New microscope will aid research
September 18, 2006
Iowa State will soon be the home to a local electrode atom probe microscope, thanks to a $1.6 million donation from the W. M. Keck Foundation of Los Angeles. The microscope will give Iowa State a large advantage in research, as there are only two other universities in the United States with this type of microscope.
“This acquisition will put ISU in a very enviable position,” said Andrew Hillier, associate professor of chemical and biological engineering. “We will have access to a truly remarkable instrument that very few of our competitors have.”
The microscope will give researchers the capability to look at materials in a very unique way.
“This is an instrument that is going to revolutionize materials science,” said Balaji Narasimhan, associate professor of chemical and biological engineering. “It will let us look at materials in a way that people have never been able to do before. We can take the material apart atom by atom, which essentially makes it the most powerful microscope in the world.”
Hillier explained the microscope is able to generate a three-dimensional picture of the material’s composition at atomic resolution.

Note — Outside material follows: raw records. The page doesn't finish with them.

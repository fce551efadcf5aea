//! The append-only arena buffer and its commit watermark.

use crate::entity::EntityRef;
use crate::item::{self, ItemRef, ALIGN, HEADER_SIZE};
use plat_core::ItemKind;
use std::fmt;

/// An append-only byte arena holding aligned, length-prefixed records.
///
/// Records are staged by appending past the commit watermark and
/// become visible to iteration only when [`Buffer::commit`] advances
/// the watermark over them. [`Buffer::rollback`] discards everything
/// staged since the last commit, which is how a producer abandons a
/// record that fails validation half-way through construction.
///
/// A buffer is a plain value: producers build one up, then hand it
/// off wholesale (typically through a channel) and start the next.
/// The default-constructed empty buffer is the conventional
/// end-of-stream marker on such channels.
#[derive(Default)]
pub struct Buffer {
    data: Vec<u8>,
    committed: usize,
    /// Offsets of records currently under construction, innermost
    /// last. Must be empty at commit time.
    open: Vec<usize>,
}

impl Buffer {
    /// An empty buffer with no backing allocation.
    pub fn new() -> Self {
        Self::default()
    }

    /// An empty buffer with `bytes` of pre-allocated capacity.
    pub fn with_capacity(bytes: usize) -> Self {
        Self {
            data: Vec::with_capacity(bytes),
            committed: 0,
            open: Vec::new(),
        }
    }

    /// Bytes below the commit watermark.
    pub fn committed(&self) -> usize {
        self.committed
    }

    /// Total bytes written, staged bytes included.
    pub fn written(&self) -> usize {
        self.data.len()
    }

    /// Current backing capacity in bytes.
    pub fn capacity(&self) -> usize {
        self.data.capacity()
    }

    /// Whether the buffer holds no bytes at all.
    ///
    /// This is the test for the end-of-stream marker.
    pub fn is_empty(&self) -> bool {
        self.data.is_empty()
    }

    /// Advance the commit watermark over all staged bytes, making the
    /// records appended since the last commit visible to iteration in
    /// one step.
    ///
    /// Panics if a record is still under construction: committing a
    /// half-built record would publish a placeholder length.
    pub fn commit(&mut self) {
        assert!(
            self.open.is_empty(),
            "commit with a record still under construction"
        );
        debug_assert_eq!(self.data.len() % ALIGN, 0);
        self.committed = self.data.len();
    }

    /// Discard all staged bytes, restoring the buffer to its state at
    /// the last commit.
    pub fn rollback(&mut self) {
        self.data.truncate(self.committed);
        self.open.clear();
    }

    /// Append a complete record with the given payload.
    ///
    /// The payload is copied, zero-padded to the arena alignment, and
    /// prefixed with a header. The returned handle stays valid for the
    /// life of the buffer. The record is staged, not committed.
    pub fn append_item(&mut self, kind: ItemKind, payload: &[u8]) -> ItemHandle {
        let start = self.begin_item(kind);
        self.push_bytes(payload);
        self.end_item(start);
        ItemHandle { offset: start }
    }

    /// Look up a record by handle.
    ///
    /// Staged records are visible through their handle even before the
    /// commit that publishes them; only iteration is gated on the
    /// watermark.
    pub fn get(&self, handle: ItemHandle) -> ItemRef<'_> {
        let (item, _) = item::split_item(&self.data, handle.offset);
        item
    }

    /// Iterate over the raw records in the committed region.
    pub fn iter(&self) -> ItemIter<'_> {
        ItemIter {
            region: &self.data[..self.committed],
            pos: 0,
        }
    }

    /// Iterate over the committed region as typed entity views.
    ///
    /// Panics if a nested record kind shows up at the top level, which
    /// only happens when the arena bytes are corrupt.
    pub fn entities(&self) -> Entities<'_> {
        Entities { items: self.iter() }
    }

    /// Open a record and write its header with a placeholder length.
    /// Returns the record's start offset for [`Buffer::end_item`].
    pub(crate) fn begin_item(&mut self, kind: ItemKind) -> usize {
        debug_assert_eq!(self.data.len() % ALIGN, 0);
        let start = self.data.len();
        self.open.push(start);
        self.data.extend_from_slice(&item::encoded_header(kind, 0));
        start
    }

    /// Append raw payload bytes to the record currently open.
    pub(crate) fn push_bytes(&mut self, bytes: &[u8]) {
        self.data.extend_from_slice(bytes);
    }

    /// Close the record opened at `start`: pad to alignment and patch
    /// the real length into the header. Records close innermost-first.
    pub(crate) fn end_item(&mut self, start: usize) {
        assert_eq!(
            self.open.last().copied(),
            Some(start),
            "records must be closed innermost-first"
        );
        self.open.pop();
        while self.data.len() % ALIGN != 0 {
            self.data.push(0);
        }
        let size = self.data.len() - start;
        assert!(
            u32::try_from(size).is_ok(),
            "record of {size} bytes exceeds the length field"
        );
        self.data[start..start + 4].copy_from_slice(&(size as u32).to_le_bytes());
    }

    #[cfg(test)]
    pub(crate) fn data_mut(&mut self) -> &mut Vec<u8> {
        &mut self.data
    }
}

impl fmt::Debug for Buffer {
    fn fmt(&self, f: &mut fmt::Formatter<'_>) -> fmt::Result {
        f.debug_struct("Buffer")
            .field("committed", &self.committed)
            .field("written", &self.data.len())
            .finish()
    }
}

impl<'a> IntoIterator for &'a Buffer {
    type Item = ItemRef<'a>;
    type IntoIter = ItemIter<'a>;

    fn into_iter(self) -> Self::IntoIter {
        self.iter()
    }
}

// Buffers move across the producer/consumer channel.
const _: fn() = || {
    fn assert_send<T: Send>() {}
    assert_send::<Buffer>();
};

/// Stable reference to a record appended to a [`Buffer`].
#[derive(Clone, Copy, Debug, PartialEq, Eq)]
pub struct ItemHandle {
    pub(crate) offset: usize,
}

impl ItemHandle {
    /// Byte offset of the record inside its buffer.
    pub fn offset(&self) -> usize {
        self.offset
    }
}

/// Iterator over the raw records of a committed region.
pub struct ItemIter<'a> {
    region: &'a [u8],
    pos: usize,
}

impl<'a> Iterator for ItemIter<'a> {
    type Item = ItemRef<'a>;

    fn next(&mut self) -> Option<ItemRef<'a>> {
        if self.pos == self.region.len() {
            return None;
        }
        let (item, next) = item::split_item(self.region, self.pos);
        self.pos = next;
        Some(item)
    }
}

/// Iterator over the committed region as typed entity views.
pub struct Entities<'a> {
    items: ItemIter<'a>,
}

impl<'a> Iterator for Entities<'a> {
    type Item = EntityRef<'a>;

    fn next(&mut self) -> Option<EntityRef<'a>> {
        let item = self.items.next()?;
        let entity = EntityRef::from_item(item).unwrap_or_else(|| {
            panic!(
                "corrupt arena: nested record kind `{}` at the top level",
                item.kind()
            )
        });
        Some(entity)
    }
}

A typical image contains many millions of atoms that represent a portion of the sample being analyzed.
Some of the first applications of the microscope will involve studying catalyst materials, nanomaterials, aerospace alloys and biomaterials.
Hillier and Narasimhan, along with two other colleagues, wrote a proposal to request funding for the microscope.
These colleagues, Krishna Rajan, professor of materials science and engineering, and Sriram Sundararajan, assistant professor of mechanical engineering, will also have important roles in the laboratory.
“It’s very, very gratifying to be awarded the funding because it’s been a year and a half of effort,” Narasimhan said. “Getting to this stage is absolutely thrilling, but the most exciting stage is what is coming ahead. The real excitement will come when we start looking at the data.”
The microscope will be housed on the third floor of Sweeney Hall in the W. M. Keck Laboratory for High Throughput Atom-Scale Analysis.
Iowa State has given $3.1 million for the creation of the lab.
“The lab will be the primary research center of Iowa State’s Institute for Combinatorial Discovery,” said Pamela Reinig, program director for engineering communications and marketing.
The lab is scheduled to open in the spring of 2007. The microscope is expected to arrive at Iowa State in the next six to nine months.